# EXERCISE:
How do the lines below between the ones holding "pub fn write_png(path: &Path, frame: &FrameRGBA, bg_rgba: [u8;" and "image::RgbaImage::from_raw(frame.width, frame.height, rgba)", inclusive, read? Give them again exactly, with no other lines.

GIVEN DATA START

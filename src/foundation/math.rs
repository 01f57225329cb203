pub(crate) fn mul_div255_u16(x: u16, y: u16) -> u16 {
    (((u32::from(x) * u32::from(y)) + 127) / 255) as u16
}

pub(crate) fn mul_div255_u8(x: u16, y: u16) -> u8 {
    mul_div255_u16(x, y) as u8
}

/// Euclidean wrap of `v` into `[0, m)`.
///
/// `rem_euclid` can round up to exactly `m` for tiny negative inputs; that case folds to `0`.
pub(crate) fn wrap_mod(v: f64, m: f64) -> f64 {
    let r = v.rem_euclid(m);
    if r >= m { 0.0 } else { r }
}

#[cfg(test)]
#[path = "../../tests/unit/foundation/math.rs"]
mod tests;
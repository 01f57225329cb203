use std::f64::consts::{PI, TAU};

use super::*;

fn assert_close(a: Point3, b: Point3) {
    assert!((a.x - b.x).abs() < 1e-9, "{a:?} vs {b:?}");
    assert!((a.y - b.y).abs() < 1e-9, "{a:?} vs {b:?}");
    assert!((a.z - b.z).abs() < 1e-9, "{a:?} vs {b:?}");
}

#[test]
fn rotation_then_inverse_is_identity() {
    let p = Point3::new(150.0, -42.0, 17.5);
    for step in 0..64 {
        let theta = -3.0 * PI + f64::from(step) * 0.37;
        assert_close(p.rotated_y(theta).rotated_y(-theta), p);
    }
}

#[test]
fn full_turn_is_identity() {
    let p = Point3::new(-12.0, 3.0, 99.0);
    assert_close(p.rotated_y(TAU), p);
}

#[test]
fn quarter_turn_moves_x_into_negative_z() {
    let p = Point3::new(1.0, 5.0, 0.0).rotated_y(PI / 2.0);
    assert_close(p, Point3::new(0.0, 5.0, -1.0));
}

#[test]
fn add_is_componentwise() {
    let p = Point3::new(1.0, 2.0, 3.0) + Point3::new(0.5, -2.0, 1.0);
    assert_eq!(p, Point3::new(1.5, 0.0, 4.0));
}
pub(crate) mod demo;
use std::path::{Path, PathBuf};

use anyhow::Context as _;

use crate::{
    encode::{
        ffmpeg::ensure_parent_dir,
        sink::{FrameSink, SinkConfig, flatten_premul_over_bg_to_opaque_rgba8},
    },
    foundation::{
        core::FrameIndex,
        error::{DocError, DocResult},
    },
    render::frame::FrameRGBA,
};

/// Flatten `frame` over `bg_rgba` and write it as an opaque PNG.
pub fn write_png(path: &Path, frame: &FrameRGBA, bg_rgba: [u8; 4]) -> DocResult<()> {
    let mut rgba = vec![0u8; frame.data.len()];
    if frame.premultiplied {
        flatten_premul_over_bg_to_opaque_rgba8(&mut rgba, &frame.data, bg_rgba)?;
    } else {
        rgba.copy_from_slice(&frame.data);
    }
    ensure_parent_dir(path)?;

    let img = image::RgbaImage::from_raw(frame.width, frame.height, rgba)
        .ok_or_else(|| DocError::encode("frame.data size mismatch with width*height*4"))?;
    img.save_with_format(path, image::ImageFormat::Png)
        .with_context(|| format!("write png '{}'", path.display()))?;
    Ok(())
}

/// Sink writing each frame to `<out_dir>/<prefix><index>.png`.
#[derive(Debug)]
pub struct PngSequenceSink {
    out_dir: PathBuf,
    prefix: String,
    bg_rgba: [u8; 4],
    cfg: Option<SinkConfig>,
    last_idx: Option<FrameIndex>,
    written: Vec<PathBuf>,
}

impl PngSequenceSink {
    /// Write into `out_dir` with the default `frame_` prefix.
    pub fn new(out_dir: impl Into<PathBuf>) -> Self {
        Self {
            out_dir: out_dir.into(),
            prefix: "frame_".to_string(),
            bg_rgba: [0, 0, 0, 255],
            cfg: None,
            last_idx: None,
            written: Vec::new(),
        }
    }

    /// Use `prefix` for file names.
    pub fn with_prefix(mut self, prefix: impl Into<String>) -> Self {
        self.prefix = prefix.into();
        self
    }

    /// Path the frame with index `idx` is written to.
    pub fn path_for(&self, idx: FrameIndex) -> PathBuf {
        self.out_dir.join(format!("{}{:06}.png", self.prefix, idx.0))
    }

    /// Files written since the last `begin`, in order.
    pub fn written(&self) -> &[PathBuf] {
        &self.written
    }
}

impl FrameSink for PngSequenceSink {
    fn begin(&mut self, cfg: SinkConfig) -> DocResult<()> {
        if cfg.width == 0 || cfg.height == 0 {
            return Err(DocError::validation(
                "png sink width/height must be non-zero",
            ));
        }
        std::fs::create_dir_all(&self.out_dir).with_context(|| {
            format!(
                "failed to create output directory '{}'",
                self.out_dir.display()
            )
        })?;
        if cfg.audio.is_some() {
            tracing::debug!("png sequence output ignores the soundtrack");
        }
        self.cfg = Some(cfg);
        self.last_idx = None;
        self.written.clear();
        Ok(())
    }

    fn push_frame(&mut self, idx: FrameIndex, frame: &FrameRGBA) -> DocResult<()> {
        let cfg = self
            .cfg
            .as_ref()
            .ok_or_else(|| DocError::encode("png sink not started"))?;
        if let Some(last) = self.last_idx
            && idx.0 <= last.0
        {
            return Err(DocError::encode(
                "png sink received out-of-order frame index",
            ));
        }
        if frame.width != cfg.width || frame.height != cfg.height {
            return Err(DocError::validation(format!(
                "frame size mismatch: got {}x{}, expected {}x{}",
                frame.width, frame.height, cfg.width, cfg.height
            )));
        }
        self.last_idx = Some(idx);

        let path = self.path_for(idx);
        write_png(&path, frame, self.bg_rgba)?;
        self.written.push(path);
        Ok(())
    }

    fn end(&mut self) -> DocResult<()> {
        if self.cfg.take().is_none() {
            return Err(DocError::encode("png sink not started"));
        }
        tracing::info!(
            frames = self.written.len(),
            dir = %self.out_dir.display(),
            "png sequence written"
        );
        Ok(())
    }
}

#[cfg(test)]
#[path = "../../tests/unit/encode/png.rs"]
mod tests;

GIVEN DATA END

# RESPONSE TO THE EXERCISE:
pub fn write_png(path: &Path, frame: &FrameRGBA, bg_rgba: [u8; 4]) -> DocResult<()> {
    let mut rgba = vec![0u8; frame.data.len()];
    if frame.premultiplied {
        flatten_premul_over_bg_to_opaque_rgba8(&mut rgba, &frame.data, bg_rgba)?;
    } else {
        rgba.copy_from_slice(&frame.data);
    }
    ensure_parent_dir(path)?;

    let img = image::RgbaImage::from_raw(frame.width, frame.height, rgba)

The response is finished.